[Task data — start]
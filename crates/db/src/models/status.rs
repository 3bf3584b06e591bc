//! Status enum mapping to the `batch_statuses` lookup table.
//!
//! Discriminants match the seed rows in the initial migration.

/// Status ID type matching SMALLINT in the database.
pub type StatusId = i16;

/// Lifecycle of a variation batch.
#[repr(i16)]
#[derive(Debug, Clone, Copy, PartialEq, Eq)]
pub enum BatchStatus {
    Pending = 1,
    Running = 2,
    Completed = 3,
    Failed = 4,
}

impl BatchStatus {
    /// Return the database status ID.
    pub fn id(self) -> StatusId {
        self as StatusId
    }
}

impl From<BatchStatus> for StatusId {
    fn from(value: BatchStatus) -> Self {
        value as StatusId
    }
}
[Task data — finish]
[Task data — start]
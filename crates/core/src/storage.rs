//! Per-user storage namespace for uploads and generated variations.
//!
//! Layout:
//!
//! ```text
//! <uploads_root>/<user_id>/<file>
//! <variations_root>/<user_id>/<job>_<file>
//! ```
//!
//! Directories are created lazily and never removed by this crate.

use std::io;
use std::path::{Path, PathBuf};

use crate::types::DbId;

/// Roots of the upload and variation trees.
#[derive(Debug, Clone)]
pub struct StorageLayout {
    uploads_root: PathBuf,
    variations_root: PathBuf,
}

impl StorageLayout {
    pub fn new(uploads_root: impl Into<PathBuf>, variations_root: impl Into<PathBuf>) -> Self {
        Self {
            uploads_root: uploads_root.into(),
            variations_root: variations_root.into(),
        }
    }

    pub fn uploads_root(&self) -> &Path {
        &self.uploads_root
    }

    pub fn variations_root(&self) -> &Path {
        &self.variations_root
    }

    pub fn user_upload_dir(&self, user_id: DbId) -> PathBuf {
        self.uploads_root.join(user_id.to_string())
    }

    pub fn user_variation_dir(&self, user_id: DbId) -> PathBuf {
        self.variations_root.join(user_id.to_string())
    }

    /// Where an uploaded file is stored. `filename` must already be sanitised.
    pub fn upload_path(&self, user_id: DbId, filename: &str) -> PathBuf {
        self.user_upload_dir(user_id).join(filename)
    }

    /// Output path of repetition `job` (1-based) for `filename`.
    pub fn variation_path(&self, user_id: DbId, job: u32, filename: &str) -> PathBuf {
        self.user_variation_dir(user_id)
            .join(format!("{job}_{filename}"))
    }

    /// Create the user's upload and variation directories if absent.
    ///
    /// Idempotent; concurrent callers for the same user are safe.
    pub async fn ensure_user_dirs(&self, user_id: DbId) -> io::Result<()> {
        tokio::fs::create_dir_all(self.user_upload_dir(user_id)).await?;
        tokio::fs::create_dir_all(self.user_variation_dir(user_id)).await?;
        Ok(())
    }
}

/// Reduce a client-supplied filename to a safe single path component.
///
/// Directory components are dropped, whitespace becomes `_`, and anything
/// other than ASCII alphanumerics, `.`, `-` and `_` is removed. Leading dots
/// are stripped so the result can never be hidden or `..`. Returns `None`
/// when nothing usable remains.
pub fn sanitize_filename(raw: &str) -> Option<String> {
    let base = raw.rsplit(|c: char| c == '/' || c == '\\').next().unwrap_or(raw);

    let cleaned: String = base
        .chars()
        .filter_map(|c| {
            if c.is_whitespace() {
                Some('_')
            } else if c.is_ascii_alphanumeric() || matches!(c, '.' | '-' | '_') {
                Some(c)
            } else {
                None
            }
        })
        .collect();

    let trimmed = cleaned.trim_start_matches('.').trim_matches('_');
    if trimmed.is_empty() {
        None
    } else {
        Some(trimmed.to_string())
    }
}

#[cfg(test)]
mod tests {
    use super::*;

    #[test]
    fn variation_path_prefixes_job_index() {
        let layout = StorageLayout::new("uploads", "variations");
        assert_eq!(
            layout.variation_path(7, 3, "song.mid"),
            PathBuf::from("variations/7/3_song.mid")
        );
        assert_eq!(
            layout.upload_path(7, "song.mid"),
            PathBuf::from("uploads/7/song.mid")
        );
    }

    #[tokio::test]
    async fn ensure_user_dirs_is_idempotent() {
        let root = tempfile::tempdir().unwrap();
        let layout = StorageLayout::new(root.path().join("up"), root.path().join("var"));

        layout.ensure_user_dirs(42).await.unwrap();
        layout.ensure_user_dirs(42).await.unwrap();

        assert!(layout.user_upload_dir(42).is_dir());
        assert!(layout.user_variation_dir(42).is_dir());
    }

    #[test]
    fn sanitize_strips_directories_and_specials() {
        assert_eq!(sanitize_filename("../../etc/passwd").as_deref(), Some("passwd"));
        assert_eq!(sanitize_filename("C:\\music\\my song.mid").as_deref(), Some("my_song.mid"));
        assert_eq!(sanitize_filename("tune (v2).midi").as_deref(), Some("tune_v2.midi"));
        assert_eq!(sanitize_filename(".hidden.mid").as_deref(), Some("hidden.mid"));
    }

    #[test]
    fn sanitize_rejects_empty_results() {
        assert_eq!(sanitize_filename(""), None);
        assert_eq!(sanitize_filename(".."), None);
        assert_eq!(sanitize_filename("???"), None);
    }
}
[Task data — finish]
(Assignment): Whenever the word "BatchStatus" occurs in a line of the records, that line counts toward the total; state the total only.

(Result): 4